Option 1 - create the modal view manually
User clicks on a button and a modal is supposed to appear
showDeleteConfirmationModal: function(user) {
modal = Ember.View.create({
templateName: "something",
controller: this.controller,
content: user,
popupHide: function() {
this.remove();
}
}).appendTo('body');
}
This isn’t really nice, since the modal isn’t a self-contained thing, we kind of have to hack the view’s controller and content and manually append it to the body.
Option 2 - create the thing before hand and display it by triggering an action
We could also render all the modals that could appear on the page by doing something like
{{render "confirmation_modal"}}
and then the action handler might look something like this
App.SomeController = Ember.Controller.extend({
needs: "confirmation_modal",
showDeleteConfirmationModal: function() {
this.get("controllers.confirmation_modal").show();
}
});
Option 3 - global binding to display the modal
This is somewhat similar to the previous example, we would pre-render the modal, but only display it based on a binding
{{#if App.confirmationModal}}
{{render "confirmation_modal"}} // rendered in the application.hbs
{{/if}}
and the action handler would just change the global state that triggers the modal
showDeleteConfirmationModal: function() {
App.set("confirmationModal", true);
}
Option 4 - transition to a new substate which renders the modal in an outlet
There’s not much really to show here.

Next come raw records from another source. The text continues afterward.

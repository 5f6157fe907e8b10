//! Cache Module
//!
//! Ordered storage, expiration accessors and the self-expiring map built on
//! top of them.

mod entry;
mod expiring_map;
mod expiry;
mod order;
mod stats;
mod store;


// Re-export public types
pub use entry::{now_ms, Timestamped};
pub use expiring_map::{attach, attach_field, ExpiringMap};
pub use expiry::{Expiry, FieldExpiry, MaxAge, MaxAgeExpiry};
pub use stats::CleanerStats;
pub use store::{OrderedMap, OrderedStore};

pub(crate) use expiring_map::Inner;
pub(crate) use order::InsertionOrder;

Whenever we want to display the modal view we would transition into a substate which would render the modal.
showDeleteConfirmationModal: function() {
this.transitionToRoute("something.confirmation", this.get("content"));
}
Option 5 - local binding
We could do something similar to option 3 but instead render the modals only on the page on which they belong. Other than that, this is basically identical.
Conclusion
In retrospective after writing this, I’m not sure if I like any of these options
- probably good enough for simple things, but it forces us to put all the logic in the view
- what happens here if we can’t get to the correct instance via needs?

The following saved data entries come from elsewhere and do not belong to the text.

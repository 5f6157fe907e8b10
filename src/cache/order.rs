//! Insertion Order Module
//!
//! Tracks the order keys were inserted in, oldest first.

use std::collections::{BTreeMap, HashMap};
use std::hash::Hash;

// == Insertion Order ==
/// Tracks insertion order for ordered iteration.
///
/// Every key holds a sequence number; a smaller number means an older key.
/// Re-inserting a key after removing it gives it a fresh, larger number.
#[derive(Debug)]
pub(crate) struct InsertionOrder<K> {
    /// Key to sequence number
    seqs: HashMap<K, u64>,
    /// Sequence number to key, oldest first
    order: BTreeMap<u64, K>,
    /// Next sequence number to hand out
    next_seq: u64,
}

impl<K> Default for InsertionOrder<K> {
    fn default() -> Self {
        Self {
            seqs: HashMap::new(),
            order: BTreeMap::new(),
            next_seq: 0,
        }
    }
}

impl<K: Eq + Hash + Clone> InsertionOrder<K> {
    // == Push ==
    /// Appends a key as the newest, unless it is already tracked.
    ///
    /// Returns `false` when the key was already tracked; its position is
    /// left unchanged.
    pub fn push(&mut self, key: &K) -> bool {
        if self.seqs.contains_key(key) {
            return false;
        }
        let seq = self.next_seq;
        self.next_seq += 1;
        self.seqs.insert(key.clone(), seq);
        self.order.insert(seq, key.clone());
        true
    }

    // == Remove ==
    /// Removes a key from the tracker.
    pub fn remove(&mut self, key: &K) -> bool {
        match self.seqs.remove(key) {
            Some(seq) => {
                self.order.remove(&seq);
                true
            }
            None => false,
        }
    }

    // == Iter ==
    /// Iterates keys from oldest to newest.
    pub fn iter(&self) -> impl Iterator<Item = &K> + '_ {
        self.order.values()
    }
}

- making every single modal global in the application feels wrong
- this could work for fullscreen modals, but what about simple popovers?
- what if we want to pass in a specific context when displaying the modal?
Personally I’ve done mostly 1., but I’m not happy about it. I’d love to hear how other people are solving this, and if possible we could come up with a canonical example that could make it into the documentation (maybe?)